How Do I Know Who Services My Student Loans?
The Department of Education provides a tool you can use to track your federal student loan debt. The National Student Loan Data System (NSLDS) tracks all of your federal student loan debt (it does not include any Alternative (Private) Loans you may have borrowed). You will need to enter your social security number, the first two letters of your last name, your date of birth, and your FSA ID to access the system. NSLDS also shows your lender and who currently services each of your federal student loans.
Repaying Your Student Loans
Once you have either graduated, withdrawn, or dropped below half-time status, your student loan will enter a new status (depending on which loan type you have borrowed):
- If you have a Federal Stafford Loan, you will have a six month grace period before the loan goes into repayment. Your first payment will be due within 60 days of the end of your grace period.
- If you have a Federal Perkins Loan, you will have a nine month grace period before the loan goes into repayment. Your first payment will be due within 60 days of the end of your grace period. Visit the Perkins Loan Office website for more information about repaying your Federal Perkins Loan.
- If you have a Grad PLUS Loan, your loan will go into repayment within 60 days of your withdrawal date (there is no automatic grace period for PLUS loans, but you may request a deferment from your lender).
- If you have an Alternative (Private) Loan, you may have a six month grace period. Note that Alternative Loan products vary in their loan terms, so this just applies to most Alternative Loans. There are a few Alternative Loans that require interest only payments while you are in-school. Some Alternative Loans have a limit on how long you can remain in an in-school status, so read your loan paperwork carefully.
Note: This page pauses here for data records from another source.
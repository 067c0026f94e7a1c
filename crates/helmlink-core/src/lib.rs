//! State synchronization engine between the control-bus bridge and UI
//! consumers (CLI, rendered console).
//!
//! This crate owns the canonical state and the safety logic of the helm
//! console:
//!
//! - **[`BitfieldStore`]** — canonical mapping from bus node id to its
//!   fixed-length byte bank. The bridge is the sole source of truth; the
//!   store only ever swaps in whole snapshots ([`BitfieldStore::replace`]),
//!   never computes deltas.
//!
//! - **[`InterlockGate`]** — per-control safety caps. A cap must be opened
//!   by an explicit user toggle before a command for that control may be
//!   dispatched; sync responses never touch caps, so a remote state change
//!   can never silently arm a control.
//!
//! - **[`Console`]** — central facade. [`Console::press`] gates a command
//!   behind the interlock check, sends it through [`helmlink_api::BridgeClient`],
//!   and reconciles the response into the store and the link monitor.
//!   [`Console::start_polling`] spawns the periodic status poll.
//!
//! - **[`LinkMonitor`]** — the connected/disconnected state machine, fed by
//!   every round-trip outcome from both the command and poll paths.
//!
//! - **[`Frame`]** — the derived, read-only projection snapshot (armed/active
//!   tri-state, LED on/off, heartbeat text per device) recomputed after every
//!   store replace, cap toggle, and health transition and broadcast on a
//!   `watch` channel for renderers.

pub mod config;
pub mod console;
pub mod error;
pub mod health;
pub mod interlock;
pub mod model;
pub mod projection;
pub mod store;

// ── Primary re-exports ──────────────────────────────────────────────
pub use config::{BankSpec, ConsoleConfig};
pub use console::{Console, PressOutcome};
pub use error::CoreError;
pub use health::{ConnectionHealth, LinkMonitor};
pub use interlock::InterlockGate;
pub use model::{BitAddress, Control, DeviceId};
pub use projection::{ArmState, ControlView, Frame, HeartbeatView, LedState, NO_HEARTBEAT};
pub use store::{Bank, BitfieldStore};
I’ve entered repayment. Now what?
Once you have entered repayment, you will start to receive monthly statements (bills) from your lender or servicer. With some lenders, you can sign up to receive these statements via email. Others will send you a paper statement or a payment book. It is important to note that statements from your lender or servicer are just a courtesy. If you don’t receive one, it does not excuse you from making your payment. It’s important to keep track of your loan status so you will know when your loans are due. Your lender wants you to pay on time, but it is your responsibility to do so. Remember that a negative credit score can impact your future housing choices, job prospects, and the ability to make other purchases with credit. It is crucial that you stay on top of your payment responsibility to protect your financial future.
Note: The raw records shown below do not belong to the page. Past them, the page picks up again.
#![allow(clippy::unwrap_used)]
// Integration tests for `BridgeClient` using wiremock.

use serde_json::json;
use url::Url;
use wiremock::matchers::{body_string, header, method, path};
use wiremock::{Mock, MockServer, ResponseTemplate};

use helmlink_api::{BridgeClient, Error};

// ── Helpers ─────────────────────────────────────────────────────────

async fn setup() -> (MockServer, BridgeClient) {
    let server = MockServer::start().await;
    let base_url = Url::parse(&server.uri()).unwrap();
    let client = BridgeClient::with_client(reqwest::Client::new(), base_url);
    (server, client)
}

// ── Command endpoint ────────────────────────────────────────────────

#[tokio::test]
async fn test_send_command_frames_payload() {
    let (server, client) = setup().await;

    Mock::given(method("POST"))
        .and(path("/button-click"))
        .and(header("content-type", "text/plain"))
        .and(body_string("STARTMSG0x550,3ENDMSG"))
        .respond_with(ResponseTemplate::new(200).set_body_string("OK"))
        .expect(1)
        .mount(&server)
        .await;

    let ack = client.send_command("0x550", 3).await.unwrap();
    assert_eq!(ack.body, "OK");
    assert!(ack.snapshot.is_none());
}

#[tokio::test]
async fn test_send_command_with_inline_snapshot() {
    let (server, client) = setup().await;

    Mock::given(method("POST"))
        .and(path("/button-click"))
        .respond_with(ResponseTemplate::new(200).set_body_json(json!({
            "states": { "0x550": [8, 0, 0, 0, 0, 0, 0, 0] }
        })))
        .mount(&server)
        .await;

    let ack = client.send_command("0x550", 3).await.unwrap();
    let snapshot = ack.snapshot.unwrap();
    assert_eq!(snapshot.bank("0x550").unwrap()[0], 8);
}

#[tokio::test]
async fn test_send_command_non_success_status() {
    let (server, client) = setup().await;

    Mock::given(method("POST"))
        .and(path("/button-click"))
        .respond_with(ResponseTemplate::new(502).set_body_string("bad gateway"))
        .mount(&server)
        .await;

    let result = client.send_command("0x551", 0).await;
    match result {
        Err(Error::Status { status, .. }) => assert_eq!(status, 502),
        other => panic!("expected Status error, got: {other:?}"),
    }
}

// ── Status endpoint ─────────────────────────────────────────────────

#[tokio::test]
async fn test_fetch_status_success() {
    let (server, client) = setup().await;

    Mock::given(method("GET"))
        .and(path("/status"))
        .respond_with(ResponseTemplate::new(200).set_body_json(json!({
            "states": {
                "0x550": [0, 0, 0, 0, 0, 0, 0, 0],
                "0x551": [255, 1, 0, 0, 0, 0, 0, 0],
                "0x552": [0, 0, 0, 0, 0, 0, 0, 0]
            }
        })))
        .mount(&server)
        .await;

    let report = client.fetch_status().await.unwrap();
    assert_eq!(report.states.len(), 3);
    assert_eq!(report.bank("0x551").unwrap(), &[255, 1, 0, 0, 0, 0, 0, 0]);
}

#[tokio::test]
async fn test_fetch_status_malformed_body_is_error() {
    let (server, client) = setup().await;

    Mock::given(method("GET"))
        .and(path("/status"))
        .respond_with(ResponseTemplate::new(200).set_body_string("not json"))
        .mount(&server)
        .await;

    let result = client.fetch_status().await;
    assert!(
        matches!(result, Err(Error::Deserialization { .. })),
        "expected Deserialization error, got: {result:?}"
    );
}

#[tokio::test]
async fn test_fetch_status_transport_error_is_transient() {
    // Point at a server that's gone. Use an exclusive (non-pooled) server so
    // the listener actually closes on drop; pooled servers keep the port open.
    let server = MockServer::builder().start().await;
    let base_url = Url::parse(&server.uri()).unwrap();
    let addr = *server.address();
    drop(server);
    // Shutdown runs on a background thread; wait until the port actually
    // refuses connections so the client sees a connect failure, not a reset.
    for _ in 0..40 {
        if std::net::TcpStream::connect(addr).is_err() {
            break;
        }
        tokio::time::sleep(std::time::Duration::from_millis(25)).await;
    }

    let client = BridgeClient::with_client(reqwest::Client::new(), base_url);
    let err = client.fetch_status().await.unwrap_err();
    assert!(err.is_transient(), "connect failure should be transient: {err:?}");
}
With Federal Student Loans (and most Alternative Loans), you have some options regarding your payment plan. Here is an overview of the repayment plans that are usually available. Keep in mind that your student loans do not have a prepayment penalty, so no matter which plan you choose, you always have the right to pay extra! More information on each of these repayment plans is available on the Department of Education’s website.
- Standard Repayment: If you don’t request a different repayment plan, you will most likely be on this plan. For Federal Student Loans, the standard repayment plan is ten years of equal payments every month (your term may be shorter than ten years, depending on the amount you owe). This plan will cost you the least in terms of overall interest paid over the life of the loan.
- Graduated Repayment: On the Graduated Repayment Plan, your payments start off relatively low, then increase every two years.
- Extended Repayment: This plan has a fixed payment amount over the life of the loan, but the total repayment term is extended from 12 to 30 years (depending on your balance). Your payments will be smaller than on a standard repayment term, but you will end up paying more interest if your loan term is extended.
- Income Sensitive Repayment: Under the Income Sensitive Plan, your payments will be a certain percentage of your gross monthly income.
- Income Contingent Repayment: This plan is only available to Direct Loan borrowers. If your federal student loans are not Direct Loans (borrowed directly from the Department of Education, not from a private lender or bank), you have the option to consolidate into the Direct Loan Program to access this repayment plan. With this plan, your monthly payments are adjusted each year to be a certain percentage of your income. At the end of 25 years, if your loan has not been paid off by making monthly payments, any remaining balance will be written off (though it is considered taxable income).
- Income Based Repayment: This plan is only available for federal student loans that were first disbursed on or after 7/1/12. It is similar to the Income Contingent Repayment Plan, but it caps your monthly payments at a lower percentage of your income.
- Interest Only Repayment: This is not a true repayment plan, but some lenders offer it as a temporary solution for borrowers who are having trouble making their monthly payments. For up to six months, you may be able to request this plan. You would make payments that cover the interest that accrues each month. It is not a long term solution, but it can help you prevent your loans from increasing during times of financial difficulty.